Nanomaterials show great potential for the treatment of bacterial infections, but their effects remain limited by low antibacterial efficiency and immune clearance. Facet-dependent nanozymes coated with pathogen receptor membranes were fabricated, providing an approach for producing superphotothermal antibacterial nanomaterials with high biocompatibility and low immune clearance. (100)- and (112)-Faceted CuFeSe2 presented excellent photothermal conversion efficiency (46%).

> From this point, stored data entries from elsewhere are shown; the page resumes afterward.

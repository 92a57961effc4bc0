use anyhow::Context as _;
use chrono::{DateTime, Utc};
use circuit_core::store::SqliteStore;
use circuit_core::{CircuitConfig, Keeper};
use std::path::Path;

/// Resolved config, keeper and store shared by every command.
pub(crate) struct Session {
    pub config: CircuitConfig,
    pub keeper: Keeper,
    pub store: SqliteStore,
}

impl Session {
    /// Config precedence: defaults, `--config` file, `CIRCUIT_*` env, `--db`.
    pub fn open(config_path: Option<&Path>, db: Option<&Path>) -> anyhow::Result<Self> {
        let mut config = match config_path {
            Some(path) => CircuitConfig::from_yaml_file(path)?,
            None => CircuitConfig::default(),
        }
        .with_env_overrides();
        if let Some(db) = db {
            config = config.with_store_path(db);
        }

        let keeper = Keeper::from_config(&config)?;
        let store = match &config.store_path {
            Some(path) => {
                ensure_parent_dir(path)?;
                SqliteStore::open(path)
                    .with_context(|| format!("failed to open store {}", path.display()))?
            }
            None => {
                tracing::warn!(
                    "no store path configured, state is kept in memory and lost on exit"
                );
                SqliteStore::memory()?
            }
        };

        Ok(Self {
            config,
            keeper,
            store,
        })
    }

    /// Fail unless the acting account may administer `type_url`.
    ///
    /// The caller defaults to the configured authority. With neither, the command
    /// runs as a trusted local operator.
    pub fn authorize(&self, caller: Option<&str>, type_url: &str) -> anyhow::Result<()> {
        let caller = caller.or(self.config.authority.as_deref());
        match caller {
            Some(caller) => {
                self.keeper
                    .ensure_may_administer(&self.store, caller, type_url)?;
                tracing::debug!(caller, msg.url = %type_url, "caller authorized");
            }
            None => {
                tracing::warn!(
                    msg.url = %type_url,
                    "no caller or authority, skipping permission check"
                );
            }
        }
        Ok(())
    }
}

/// `--at` as block time, or now.
pub(crate) fn block_time(at: Option<i64>) -> anyhow::Result<DateTime<Utc>> {
    match at {
        Some(secs) => DateTime::from_timestamp(secs, 0)
            .ok_or_else(|| anyhow::anyhow!("--at {secs} is out of range")),
        None => Ok(Utc::now()),
    }
}

fn ensure_parent_dir(path: &Path) -> anyhow::Result<()> {
    if let Some(parent) = path.parent() {
        if !parent.as_os_str().is_empty() {
            std::fs::create_dir_all(parent)
                .with_context(|| format!("failed to create {}", parent.display()))?;
        }
    }
    Ok(())
}
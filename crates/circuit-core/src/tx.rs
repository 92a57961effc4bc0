//! Transaction and message model consumed by the pipeline.
//!
//! Messages come in two incompatible shapes: legacy messages that declare their
//! signer addresses, and messages that carry a single public-key credential.
//! [`SignerCapability`] makes the shape an explicit variant, with
//! [`SignerCapability::Unsupported`] for messages that have neither.

use crate::address::AddressCodec;
use crate::error::{CircuitError, CircuitResult};
use serde::{Deserialize, Serialize};
use sha2::{Digest, Sha256};

/// Length of an address derived from a public key.
pub const DERIVED_ADDRESS_LEN: usize = 20;

/// Public-key credential embedded in a message.
#[derive(Debug, Clone, PartialEq, Eq)]
pub struct PubKey(Vec<u8>);

impl PubKey {
    pub fn from_bytes(bytes: impl Into<Vec<u8>>) -> Self {
        Self(bytes.into())
    }

    pub fn as_bytes(&self) -> &[u8] {
        &self.0
    }

    /// Account address: the first 20 bytes of SHA-256 over the key bytes.
    pub fn address(&self) -> Vec<u8> {
        let digest = Sha256::digest(&self.0);
        digest[..DERIVED_ADDRESS_LEN].to_vec()
    }
}

/// How a message exposes its authorizing identities.
#[derive(Debug, Clone, PartialEq, Eq)]
pub enum SignerCapability {
    /// Declared signer addresses in canonical byte form, in declaration order.
    Legacy(Vec<Vec<u8>>),
    /// A single embedded credential.
    Credential(PubKey),
    /// Neither capability.
    Unsupported,
}

pub trait Msg {
    /// Message type identifier, e.g. `/bank.v1.MsgSend`.
    fn type_url(&self) -> &str;

    fn signer_capability(&self) -> SignerCapability;
}

pub trait Tx {
    /// Messages in transaction order.
    fn msgs(&self) -> Vec<&dyn Msg>;
}

/// Concrete message used by hosts without their own message types, the CLI and tests.
#[derive(Debug, Clone, PartialEq, Eq)]
pub struct Message {
    type_url: String,
    signers: SignerCapability,
}

impl Message {
    pub fn legacy(type_url: impl Into<String>, signers: Vec<Vec<u8>>) -> Self {
        Self {
            type_url: type_url.into(),
            signers: SignerCapability::Legacy(signers),
        }
    }

    pub fn credential(type_url: impl Into<String>, key: PubKey) -> Self {
        Self {
            type_url: type_url.into(),
            signers: SignerCapability::Credential(key),
        }
    }

    pub fn unsigned(type_url: impl Into<String>) -> Self {
        Self {
            type_url: type_url.into(),
            signers: SignerCapability::Unsupported,
        }
    }
}

impl Msg for Message {
    fn type_url(&self) -> &str {
        &self.type_url
    }

    fn signer_capability(&self) -> SignerCapability {
        self.signers.clone()
    }
}

#[derive(Debug, Clone, PartialEq, Eq, Default)]
pub struct Transaction {
    pub messages: Vec<Message>,
}

impl Transaction {
    pub fn new(messages: Vec<Message>) -> Self {
        Self { messages }
    }
}

impl Tx for Transaction {
    fn msgs(&self) -> Vec<&dyn Msg> {
        self.messages.iter().map(|m| m as &dyn Msg).collect()
    }
}

/// Wire form of a message: address strings and a hex public key.
#[derive(Debug, Clone, PartialEq, Eq, Serialize, Deserialize)]
pub struct JsonMsg {
    #[serde(rename = "@type")]
    pub type_url: String,
    /// Present (even if empty) for legacy messages.
    #[serde(default, skip_serializing_if = "Option::is_none")]
    pub signers: Option<Vec<String>>,
    /// Hex-encoded public key for credential messages.
    #[serde(default, skip_serializing_if = "Option::is_none")]
    pub pub_key: Option<String>,
}

impl JsonMsg {
    /// Resolve wire fields into a [`Message`]. A signer list wins over a key.
    pub fn decode(&self, codec: &dyn AddressCodec) -> CircuitResult<Message> {
        if let Some(signers) = &self.signers {
            let signers = signers
                .iter()
                .map(|s| codec.string_to_bytes(s))
                .collect::<Result<Vec<_>, _>>()?;
            return Ok(Message::legacy(&self.type_url, signers));
        }

        if let Some(key) = &self.pub_key {
            let bytes = hex::decode(key).map_err(|e| {
                CircuitError::InvalidRecord(format!("{}: invalid pub_key: {e}", self.type_url))
            })?;
            return Ok(Message::credential(&self.type_url, PubKey::from_bytes(bytes)));
        }

        Ok(Message::unsigned(&self.type_url))
    }
}

#[derive(Debug, Clone, PartialEq, Eq, Default, Serialize, Deserialize)]
#[serde(deny_unknown_fields)]
pub struct JsonTx {
    #[serde(default)]
    pub messages: Vec<JsonMsg>,
}

impl JsonTx {
    pub fn from_json(text: &str) -> CircuitResult<Self> {
        let invalid =
            |e: serde_json::Error| CircuitError::InvalidRecord(format!("invalid transaction: {e}"));
        let value: serde_json::Value = serde_json::from_str(text).map_err(invalid)?;
        if !value.is_object() {
            return Err(CircuitError::InvalidRecord(
                "invalid transaction: expected a JSON object".to_string(),
            ));
        }
        serde_json::from_value(value).map_err(invalid)
    }

    pub fn decode(&self, codec: &dyn AddressCodec) -> CircuitResult<Transaction> {
        let messages = self
            .messages
            .iter()
            .map(|m| m.decode(codec))
            .collect::<CircuitResult<Vec<_>>>()?;
        Ok(Transaction::new(messages))
    }
}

However, the peroxidase-like activity of (100)-faceted CuFeSe2 enhanced the decomposition of H2O2 to hydroxyl radicals (•OH) and was markedly greater than that of (112)-faceted CuFeSe2, with nearly 100% of Staphylococcus aureus being killed under near-infrared (NIR) irradiation. Importantly, bacteria-pretreated immune membranes (i.e., pathogen receptor membranes) coated with CuFeSe2 exhibited superior S. aureus-binding ability, presented obvious immune-evading capability, and resulted in targeted delivery to infected sites. As a proof-of-principle demonstration, these findings hold promise for the use of pathogen receptor membrane-coated facet-dependent nanomaterials in clinical applications and the treatment of bacterial infections.